Let us keep the test charge at $0,R$ , as the electric field at whole of $Y$ axis is towards right, the particle would initially go towards right.

Let the particle has covered an angle $\theta$ .
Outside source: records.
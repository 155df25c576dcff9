use headers::HeaderMapExt;
use http::{Request, Response};

use crate::body::Body;
use crate::DavResult;

impl crate::DavHandler {
    pub(crate) fn handle_options<B>(&self, _req: &Request<B>) -> DavResult<Response<Body>> {
        let mut res = Response::new(Body::empty());

        let h = res.headers_mut();

        // Compliance class 2 is what clients expect to see from a
        // webdav server, even though LOCK/UNLOCK are not served from
        // this part of the URL space.
        h.insert("DAV", "1,2".parse().unwrap());
        h.insert("MS-Author-Via", "DAV".parse().unwrap());
        h.typed_insert(headers::ContentLength(0));

        // Only advertise the methods we actually implement.
        let allow = self.allow.method_names().join(", ");
        h.insert("Allow", allow.parse().unwrap());

        Ok(res)
    }
}
use std::error::Error;
use std::path::PathBuf;

use clap::Parser;

use davshare::{Config, ShareRegistry};

#[derive(Debug, clap::Parser)]
#[command(about, version)]
struct Cli {
    /// path to the JSON configuration file
    #[arg(short, long, default_value = "/etc/davshare/config.json")]
    config: PathBuf,
    /// override the configured listen port
    #[arg(short, long)]
    port: Option<u16>,
}

#[tokio::main]
async fn main() -> Result<(), Box<dyn Error>> {
    env_logger::init();

    let cli = Cli::parse();
    let config = Config::load(&cli.config)?;
    let port = cli.port.unwrap_or(config.port);
    let registry = ShareRegistry::new(config.shares)?;

    davshare::server::serve(registry, port).await
}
Potential energy at $(0,R)$ = 0,

New potential energy = $\frac{kQ\vec{p}.\vec{r}}{R^3} = -\frac{kqlQsin\theta}{R^2}$

Now, using conservation of mechanical energy,

$\frac{1}{2}mR^2w^2 = \frac{kqlQsin\theta}{R^2}$

$\Rightarrow w = \frac{d\theta}{dt} = \sqrt{\frac{2kqlQsin\theta}{mR^4}}$

Hence, $\displaystyle \int_{0}^{\frac{\pi}{2}} \frac{d\theta}{\sqrt{sin\theta}} = \int_{0}^{\frac{T}{4}} \sqrt{\frac{2kqlQ}{mR^4}}dt$

Now, $\displaystyle \int_{0}^{\frac{\pi}{2}} \frac{d\theta}{\sqrt{sin\theta}} = \int_{0}^{\frac{\pi}{2}} \frac{d\theta}{\sqrt{sin(\frac{\pi}{2} - \theta)}} = \int_{0}^{\frac{\pi}{2}} \frac{d\theta}{\sqrt{cos\theta}} = 2.622$

$\therefore \sqrt{\frac{2kqlQ}{mR^4}}\frac{T}{4} = 2.622$

$\Rightarrow T = 4 \times 2.622\sqrt{\frac{mR^4}{2kqlQ}} = \boxed{1.11 ms}$

Suppose that the dipole, of strength $p = q_+\ell$ , is directed along the $y$ -axis. The electric field due to the dipole is $\mathbf{E} \; = \; \frac{k}{r^3}\left[\frac{3(\mathbf{p}\cdot\mathbf{r})}{r^2}\mathbf{r} - \mathbf{p}\right]$ The desired oscillation can take place entirely in the $xy$ -plane. Suppose that $\theta$ is the angle between $\mathbf{r}$ and $\mathbf{p}$ , and that $|\mathbf{r}| = R$ is constant. Then $\begin{array}{rcl} \mathbf{r} & = & R{\sin\theta \choose \cos\theta} \\ \dot{\mathbf{r}} & = & R{\cos\theta \choose -\sin\theta}\dot{\theta} \\ \ddot{\mathbf{r}} & = & R{\cos\theta \choose -\sin\theta}\ddot{\theta} - R{\sin\theta \choose \cos\theta}\dot{\theta}^2 \\ \mathbf{E} & = & \frac{kp}{R^3}\left[3\cos\theta{\cos\theta \choose \sin\theta} - {0 \choose 1}\right] \\ & = & \frac{kp}{R^3}\left[2\cos\theta{\sin\theta \choose \cos\theta} + \sin\theta{\cos\theta \choose -\sin\theta}\right] \end{array}$ and so a test particle of mass $m$ and charge $Q$ will satisfy the differential equation $m\ddot{\mathbf{r}} \; = \; Q\mathbf{E}$ provided that $mR \ddot{\theta} \; = \; \tfrac{kpQ}{R^3}\sin\theta \qquad -mR\dot{\theta}^2 \; = \; \tfrac{2kpQ}{R^3}\cos\theta$ These two equations are consistent. Putting $\theta = \pi + \alpha$ , we have $\dot{\alpha}^2 \; = \; \tfrac{2kpQ}{mR^4}\cos\alpha$ which represents a semicircular oscillation from $\alpha=-\tfrac12\pi$ to $\alpha = \tfrac12\pi$ of period $T \; = \; 4\sqrt{\tfrac{mR^4}{2kpQ}}\int_0^{\frac12\pi}\frac{d\alpha}{\sqrt{\cos\alpha}}$ With $m=1$ , $R=1$ , $p = 1\times10^{-3}$ , $Q=5$ , we obtain $T = 1.11$ ms.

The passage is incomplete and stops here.